In 1984, Ingersoll formalized its organization with a non-profit status. Many generations of board members and group facilitators have kept the Ingersoll vision alive and functioning over the years. At one point in the 1990’s, Ingersoll provided multiple weekly meeting for specialized interest groups, including drop in groups, transition support groups and movie nights.
In 2005, Ingersoll’s board decided to join the Seattle LGBT Community Center as a partner program. In the process, Ingersoll undertook a community needs assessment research project culminating in 2006. Programs were condensed and revised to broaden the appeal to a wider range of ages and gender identities with the result that group attendance increased dramatically and with greater diversity. After stabilizing and revitalizing, Ingersoll once again established its 501c3 independent non-profit status in 2009.

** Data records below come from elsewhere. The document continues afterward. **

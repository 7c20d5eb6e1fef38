use std::collections::{HashMap, HashSet};
use std::panic::AssertUnwindSafe;
use std::sync::Arc;
use std::time::{Duration, Instant};

use futures::FutureExt;
use tracing::{debug, error, warn};

use scribe_core::tools::{Tool, ToolDefinition, ToolError, ToolFailure};

use crate::approval::{ApprovalDecision, ApprovalGate, ToolCallRequest};

/// Filter for selecting the tools an agent may see.
#[derive(Clone, Debug, Default)]
pub enum ToolFilter {
    /// Every registered tool.
    InheritAll,
    /// Every tool except these.
    InheritExcept(HashSet<String>),
    /// Only these tools.
    Explicit(HashSet<String>),
    /// No tools at all.
    #[default]
    None,
}

impl ToolFilter {
    pub fn only(names: impl IntoIterator<Item = impl Into<String>>) -> Self {
        Self::Explicit(names.into_iter().map(Into::into).collect())
    }

    pub fn allows(&self, name: &str) -> bool {
        match self {
            Self::InheritAll => true,
            Self::InheritExcept(excluded) => !excluded.contains(name),
            Self::Explicit(included) => included.contains(name),
            Self::None => false,
        }
    }
}

/// Registry of named tools any agent may invoke.
#[derive(Clone, Default)]
pub struct ToolRegistry {
    tools: HashMap<String, Arc<dyn Tool>>,
}

impl ToolRegistry {
    pub fn new() -> Self {
        Self::default()
    }

    /// Register a tool, replacing any previous tool of the same name.
    pub fn register(&mut self, tool: Arc<dyn Tool>) {
        let name = tool.name().to_string();
        if self.tools.insert(name.clone(), tool).is_some() {
            warn!(tool = %name, "replaced an already registered tool");
        }
    }

    pub fn get(&self, name: &str) -> Option<Arc<dyn Tool>> {
        self.tools.get(name).map(Arc::clone)
    }

    pub fn contains(&self, name: &str) -> bool {
        self.tools.contains_key(name)
    }

    /// List all tool names.
    pub fn names(&self) -> Vec<String> {
        let mut names: Vec<String> = self.tools.keys().cloned().collect();
        names.sort();
        names
    }

    /// Tool definitions for the model, sorted by name.
    pub fn definitions(&self) -> Vec<ToolDefinition> {
        let mut defs: Vec<ToolDefinition> = self.tools.values().map(|t| t.to_definition()).collect();
        defs.sort_by(|a, b| a.name.cmp(&b.name));
        defs
    }

    pub fn count(&self) -> usize {
        self.tools.len()
    }

    pub fn is_empty(&self) -> bool {
        self.tools.is_empty()
    }

    /// A copy holding only the tools `filter` allows.
    pub fn filtered(&self, filter: &ToolFilter) -> Self {
        let tools = self
            .tools
            .iter()
            .filter(|(name, _)| filter.allows(name))
            .map(|(name, tool)| (name.clone(), Arc::clone(tool)))
            .collect();
        Self { tools }
    }

    /// Run a tool by name.
    ///
    /// The approval gate is consulted first. Execution is bounded by `timeout`
    /// and a panicking tool is reported as a failure instead of unwinding into
    /// the caller.
    pub async fn invoke(
        &self,
        request: &ToolCallRequest,
        timeout: Duration,
        gate: &dyn ApprovalGate,
    ) -> Result<String, ToolError> {
        let name = request.name.as_str();
        let tool = self
            .get(name)
            .ok_or_else(|| ToolError::UnknownTool(name.to_string()))?;

        let args = match gate.review(request).await {
            ApprovalDecision::Approve => request.arguments.clone(),
            ApprovalDecision::Edit(args) => {
                debug!(tool = %name, "tool arguments edited before execution");
                args
            }
            ApprovalDecision::Deny(reason) => {
                return Err(ToolError::execution(name, ToolFailure::Denied(reason)));
            }
        };

        let start = Instant::now();
        let result =
            tokio::time::timeout(timeout, AssertUnwindSafe(tool.execute(args)).catch_unwind())
                .await;
        let duration = start.elapsed();

        match result {
            Ok(Ok(Ok(output))) => {
                debug!(tool = %name, duration_ms = duration.as_millis() as u64, "tool finished");
                Ok(output)
            }
            Ok(Ok(Err(failure))) => {
                warn!(tool = %name, error = %failure, "tool failed");
                Err(ToolError::execution(name, failure))
            }
            Ok(Err(panic)) => {
                let msg = panic_message(&panic);
                error!(tool = %name, panic = %msg, "tool panicked during execution");
                Err(ToolError::execution(name, ToolFailure::Panicked(msg)))
            }
            Err(_) => {
                warn!(tool = %name, timeout_secs = timeout.as_secs(), "tool timed out");
                Err(ToolError::execution(name, ToolFailure::TimedOut(timeout)))
            }
        }
    }
}

fn panic_message(panic: &Box<dyn std::any::Any + Send>) -> String {
    panic
        .downcast_ref::<String>()
        .map(|s| s.as_str())
        .or_else(|| panic.downcast_ref::<&str>().copied())
        .unwrap_or("unknown panic")
        .to_string()
}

The future of Ingersoll Gender Center
The heart of Ingersoll’s programs continues to be peer support, so continuing and expanding our support services to address the diverse needs of our community will be front and center. Increasing social programs are high on our priority list and will be pursued as resources, staffing and volunteers allow.
We will work with other individuals and organizations to cultivate and promote peer gender support, education and advocacy communities across the US and internationally. We believe that all transpeople everywhere deserve a vital support organization accessible to them.
Building mature community is an ongoing challenge that we will strive to meet. Transgender and gender variant people are no longer always in the shadows, avoiding scrutiny. We have our own literature, music, cinema and increased public awareness. There are hundreds and thousands of Internet sites offering information and expressing our life experiences in digital media. Transgender people no longer always disappear into obscurity after transition. While stigma still exits, our goal is to help build a confident and proud community core where experiences and contribution of transgender and gender variant people can be recognized and cultivated without ghettoization.
We will continue our needs assessment and research programs to ensure that the diversity and needs of our community are understood and communicated to community organizations and government bodies that can help to address these needs. Regular, high quality research will also be used to guide Ingersoll’s programming.
Economic justice and employment opportunities
Discrimination in the workplace is a major issue in the Trans and Gender Variant communities. This is a key foundational concern that has implications to mental and physical health, health care and general quality of life issue for our community. This is not an easy challenge to undertake but one that Ingersoll will continue to pursue.
*”Gender Variant” is a term used on this site to mean a person who identifies with non-polar (male/female) gender identity, a mixed or fluid identity.